Aga Ujma is a captivating individual, both her music and personality brim with a childlike openness but also a hint of a fairytale darkness beneath the autumnal warmth. Her sound follows the contemporary folk cannon of Bjork, Múm, Eivør, CocoRosie and Current 93, blending traditional folk with minimal avant-garde production methods and Eastern instrumentation. Her glacial vocals, underpinned by the delicate plucking of an Indonesian sasando, make her EP a beautiful homage to two very different places that are close to her heart. Aga was born in a sleepy town in the South West of Poland, to parents who were ‘quite conservative but open-minded at the same time’ - a duality reflected in her music. From an early age Aga had rebellious musician inclinations. When she was eight, she applied to study classical piano at the local music school without telling her parents. While studying musicology in Wroclaw, she heard Gamelan music for the first time. Something about it resonated with Aga, who says she felt ‘angry’ with her teachers that she’d never heard it before.

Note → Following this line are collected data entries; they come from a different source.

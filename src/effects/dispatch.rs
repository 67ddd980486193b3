//! Discriminator-driven decoding.
//!
//! Decoding reads the `type` tag, resolves it to an [`EffectType`], and
//! hands the record to the one variant that owns that type. The
//! variant reads its own fields; undeclared fields are checked against
//! the registry entry when the options are strict.

use serde_json::Value;
use tracing::{debug, trace};

use crate::config::DecodeOptions;
use crate::error::ModelError;
use crate::vocab::{EffectType, WireEnum};

use super::effect::Effect;
use super::record::FieldReader;
use super::registry::EffectRegistry;
use super::variants::{
    AddDiceEffect, AttackEffect, BuffEffect, CardEffect, ClearEffect, DecrementEffect,
    DestroyEffect, DiscountEffect, DrawEffect, EffectVariant, EnergyEffect, ExtendEffect,
    ForceSwitchEffect, HealEffect, InfuseEffect, ReadVariant, ReferenceEffect, SummonEffect,
    SwapEffect, SwitchEffect,
};

/// Decode one effect record with lenient options.
///
/// ## Example
///
/// ```
/// use invokator::{decode, Effect, SidelineLocation, SidelineTarget};
/// use serde_json::json;
///
/// let effect = decode(&json!({"type": "energy", "amount": 1})).unwrap();
/// let Effect::Energy(energy) = effect else { panic!("expected energy") };
/// assert_eq!(energy.target, SidelineTarget::ActiveCharacter);
/// assert_eq!(energy.location, SidelineLocation::Friend);
/// ```
pub fn decode(record: &Value) -> Result<Effect, ModelError> {
    decode_with(record, &DecodeOptions::default())
}

/// Decode one effect record.
pub fn decode_with(record: &Value, options: &DecodeOptions) -> Result<Effect, ModelError> {
    let result = decode_record(record, options);
    match &result {
        Ok(effect) => trace!(effect_type = %effect.effect_type(), "decoded effect"),
        Err(err) => debug!(error = %err, "rejected effect record"),
    }
    result
}

fn decode_record(record: &Value, options: &DecodeOptions) -> Result<Effect, ModelError> {
    let reader = FieldReader::new(record, options)?;
    let tag = reader.discriminator()?;
    let effect_type =
        EffectType::decode(tag).map_err(|_| ModelError::UnknownEffectType(tag.to_owned()))?;

    let effect = read_variant(effect_type, &reader).map_err(|err| err.in_effect(effect_type))?;

    if reader.options().rejects_unknown_fields() {
        let spec = EffectRegistry::global().spec(effect_type);
        reader
            .finish(&spec.record_fields())
            .map_err(|err| err.in_effect(effect_type))?;
    }
    Ok(effect)
}

/// Match each discriminator to its variant reader. Every arm is also
/// checked at compile time against the variant's own `TYPE`, so an arm
/// and a variant declaration cannot disagree.
macro_rules! dispatch {
    ($effect_type:expr, $reader:expr; $($tag:ident => $ty:ident),* $(,)?) => {{
        $(
            const _: () = assert!(
                <$ty as EffectVariant>::TYPE as usize == EffectType::$tag as usize,
                "dispatch arm does not match the variant's effect type",
            );
        )*
        match $effect_type {
            $(EffectType::$tag => $ty::read($reader)?.into(),)*
        }
    }};
}

/// The single dispatch site. Adding an [`EffectType`] without a branch
/// here fails to compile.
fn read_variant(effect_type: EffectType, reader: &FieldReader<'_>) -> Result<Effect, ModelError> {
    Ok(dispatch!(effect_type, reader;
        Card => CardEffect,
        Attack => AttackEffect,
        Heal => HealEffect,
        Summon => SummonEffect,
        Effect => ReferenceEffect,
        Infuse => InfuseEffect,
        Switch => SwitchEffect,
        ForceSwitch => ForceSwitchEffect,
        Buff => BuffEffect,
        Clear => ClearEffect,
        Discount => DiscountEffect,
        Decrement => DecrementEffect,
        Draw => DrawEffect,
        AddDice => AddDiceEffect,
        Destroy => DestroyEffect,
        Extend => ExtendEffect,
        Swap => SwapEffect,
        Energy => EnergyEffect,
    ))
}

/// Encode an effect as a record with every field present.
///
/// Keys are sorted; absent optionals are `null`.
///
/// # Panics
///
/// Never in practice: effects hold only string-keyed records, integers,
/// booleans and strings, none of which `serde_json` can refuse.
#[must_use]
pub fn encode(effect: &Effect) -> Value {
    serde_json::to_value(effect).expect("effects always encode to JSON")
}

#[cfg(test)]
mod tests {
    use serde_json::json;

    use super::*;
    use strum::IntoEnumIterator;

    use crate::error::FieldIssue;
    use crate::vocab::Element;

    fn required_fields(effect_type: EffectType) -> Value {
        match effect_type {
            EffectType::Card | EffectType::Summon | EffectType::Effect => json!({"id": "x"}),
            EffectType::Attack => json!({"damage": 1, "element": "Pyro"}),
            EffectType::Heal | EffectType::Buff | EffectType::Draw | EffectType::Energy => {
                json!({"amount": 1})
            }
            EffectType::Infuse => json!({"element": "Cryo"}),
            EffectType::ForceSwitch => json!({"switch_pos": "next"}),
            EffectType::Discount | EffectType::AddDice => json!({"dice": [{"amount": 1}]}),
            EffectType::Destroy => json!({"target": "summon", "location": "enemy"}),
            EffectType::Extend => json!({"target": "friend_summon"}),
            EffectType::Swap => json!({"slot": "weapon"}),
            EffectType::Switch | EffectType::Clear | EffectType::Decrement => json!({}),
        }
    }

    #[test]
    fn test_dispatches_on_type() {
        let effect = decode(&json!({"type": "heal", "amount": 2})).unwrap();
        assert_eq!(effect, Effect::heal(2));
    }

    #[test]
    fn test_default_decode_keeps_each_type() {
        let registry = EffectRegistry::global();
        for effect_type in EffectType::iter() {
            let mut record = required_fields(effect_type);
            record["type"] = json!(effect_type.encode());

            let effect = decode(&record).unwrap();
            assert_eq!(effect.effect_type(), effect_type);
            assert_eq!(registry.spec(effect_type).discriminator, effect_type);

            let encoded = encode(&effect);
            assert_eq!(encoded["type"], json!(effect_type.encode()));
            assert_eq!(decode(&encoded), Ok(effect));
        }
    }

    #[test]
    fn test_unknown_type() {
        let err = decode(&json!({"type": "frobnicate"})).unwrap_err();
        assert_eq!(err, ModelError::UnknownEffectType("frobnicate".to_string()));
    }

    #[test]
    fn test_missing_discriminator() {
        assert_eq!(
            decode(&json!({"amount": 2})),
            Err(ModelError::MissingDiscriminator)
        );
        assert_eq!(
            decode(&json!({"type": 7})),
            Err(ModelError::MissingDiscriminator)
        );
    }

    #[test]
    fn test_missing_required_field() {
        let err = decode(&json!({"type": "attack", "element": "Pyro"})).unwrap_err();
        assert_eq!(
            err,
            ModelError::InvalidEffectFields {
                effect: EffectType::Attack,
                field: "damage".to_string(),
                issue: FieldIssue::Missing,
            }
        );
    }

    #[test]
    fn test_bad_trigger_is_effect_field() {
        let err = decode(&json!({"type": "clear", "trigger": "always"})).unwrap_err();
        assert_eq!(err.field_name(), Some("trigger"));
        assert!(matches!(
            err,
            ModelError::InvalidEffectFields { effect: EffectType::Clear, .. }
        ));
    }

    #[test]
    fn test_strict_rejects_unknown_field() {
        let record = json!({"type": "infuse", "element": "Cryo", "duration": 2});
        assert_eq!(decode(&record), Ok(Effect::infuse(Element::Cryo)));

        let err = decode_with(&record, &DecodeOptions::new().strict()).unwrap_err();
        assert_eq!(
            err,
            ModelError::InvalidEffectFields {
                effect: EffectType::Infuse,
                field: "duration".to_string(),
                issue: FieldIssue::Unrecognized,
            }
        );
    }

    #[test]
    fn test_strict_accepts_declared_fields() {
        let record = json!({
            "type": "destroy",
            "target": "summon",
            "location": "enemy",
            "amount": 2,
            "trigger": {"type": "used"}
        });
        assert!(decode_with(&record, &DecodeOptions::new().strict()).is_ok());
    }

    #[test]
    fn test_encode_fills_defaults() {
        let effect = decode(&json!({"type": "switch"})).unwrap();
        assert_eq!(
            encode(&effect),
            json!({
                "type": "switch",
                "instant": false,
                "trigger": {"type": null, "talent": null, "reaction": null}
            })
        );
    }
}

The strong Western bias in music school combined with her fascination with the unfamiliar sound of Gamelan music led her to apply for a scholarship at the Indonesian Institute of Arts in Surakarta. It was here that she first saw Indonesian music played live, an experience she describes as captivating. There was a strong experimental music scene surrounding the University, and every night Aga would go to gigs where musicians would play with a sense of freedom she had never seen before. Part of this was the construction of their own instruments, something we have seen from Indonesian experimental bands like Senyawa who she struck up a friendship with during her time in Indonesia. Aga credits to Indonesia the experimental aspect of her music, which manifests itself on the EP in playful song structures and surprisingly placed glissandos. What stuck with Aga most about Indonesian musicians was their willingness to reinvent traditional music and do ‘crazy’ things with it. This kind of modernity, she says, is not possible with traditional Polish folk music. In Poland, folk music has such a revered status that to play around with it too much is considered offensive.
This experimental approach to traditional folk, blending cultures together in a delicate arrangement makes Aga’s music a one of a kind insight into the childlike curiosity of musical exploration.